Olivia finished her sandwich and wadded up her trash, watching with envy as Jag took a big bite of his third.
“What’s our next move?” she asked.
“As soon as it’s dark, I’m going hunting.”
She caught the singular. “I’m going with you.”
“That would be a no way in hell, Red. You heard what Lyon said about Kougar and Hawke running across a draden swarm in the mountains. There were nearly forty of them. I’m good, but even I can’t take out forty at once. Unless you want to get your pretty little ass killed, you’ll be hanging out in the Hummer until daybreak.”
“You must be kidding.” What she wouldn’t give to be able to tell him the truth, that she couldn’t be harmed by the draden. Even so…“What do you think the Therian Guard are, Feral? Not all of us have the advantage of being able to shift, but you’re not the only ones who can fight draden.”
He leaned forward, anger flashing in his eyes. “How many do you fight at a time in Scotland? Not forty. Not even half that.”
She bit off her argument, because he was right. And while she could handle more draden than any other guard, she did it through weakening them by feeding on them.
And she wouldn’t be able to here. Not if Jag were anywhere around. She’d have to fight them with nothing but knives. And forty would be way too many.
Still, the thought of being consigned to the Hummer all night seriously rankled. Except she wouldn’t be, would she? All she had to do was get far enough away from Jag, and she could hunt and feed all she wanted.
“I’m good at what I do, Jag.” She was keeping up appearances, now. Arguing, as he expected her to.
“I didn’t say you weren’t.”
She shook her head, releasing a disgusted huff. “So, what? My role is to play chauffeur to a cat?” Appearances or not, she was annoyed. Honestly, what use were any of the Therian Guard going to be if the Ferals insisted on keeping them locked behind warding every night?
His eyes took on a devilish gleam as his gaze slid leisurely down to her breasts. “I can think of another role you could audition for.”
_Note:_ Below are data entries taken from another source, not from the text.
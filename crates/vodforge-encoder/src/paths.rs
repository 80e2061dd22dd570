//! Remote storage path construction.
//!
//! Output paths address objects on the remote storage bucket, so they are
//! plain `/`-joined strings, never platform-dependent filesystem paths.

use vodforge_models::{AudioRendition, ContainerFormat, VideoRendition};

/// Join a base path with further segments. The base keeps its leading
/// `/` when present; empty segments are skipped.
pub fn join(base: &str, parts: &[&str]) -> String {
    let mut path = base.trim_end_matches('/').to_string();
    for part in parts {
        let part = part.trim_matches('/');
        if part.is_empty() {
            continue;
        }
        if path.is_empty() {
            path.push_str(part);
        } else {
            path.push('/');
            path.push_str(part);
        }
    }
    path
}

/// Absolute path of the source object for one asset.
pub fn input_path(base: &str, asset: &str) -> String {
    join(base, &[asset])
}

/// Absolute output path of one artifact: `{base}/{asset}/{relative}`.
pub fn output_path(base: &str, asset: &str, relative: &str) -> String {
    join(base, &[asset, relative])
}

/// Relative output path of one video tier, e.g.
/// `video/mp4/clear/1080-1980-3500000`.
pub fn video_rendition_path(container: ContainerFormat, rendition: &VideoRendition) -> String {
    format!("video/{}/clear/{}", container.as_str(), rendition.path_segment())
}

/// Relative output path of one audio tier, e.g. `audio/mp4/clear/128000`.
pub fn audio_rendition_path(container: ContainerFormat, rendition: &AudioRendition) -> String {
    format!("audio/{}/clear/{}", container.as_str(), rendition.path_segment())
}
“Not amused. Why am I here, Jag? And for once, can you forget the sexual?”
His mouth pursed, the carnal light leaving his eyes as he nodded. “If I find the Daemon trail, we’ll follow it during daylight. With the Mage in the picture, I’m absolutely going to need backup, Olivia. Goddess only knows what we’ve stumbled onto.”
Their gazes met, for once without the light of sexual awareness blinding everything else. In his gaze, she saw the steel-hearted warrior, the man determined to find and bring down this enemy no matter what it took. For once, he allowed her a glimpse behind the mask, and something inside her lifted, responding. Recognizing a kindred soul.
“All right?” he asked.
She nodded slowly. “Yes.” She knew he thought she was agreeing to bide her time in the Hummer tonight in exchange for the promise of a purpose tomorrow.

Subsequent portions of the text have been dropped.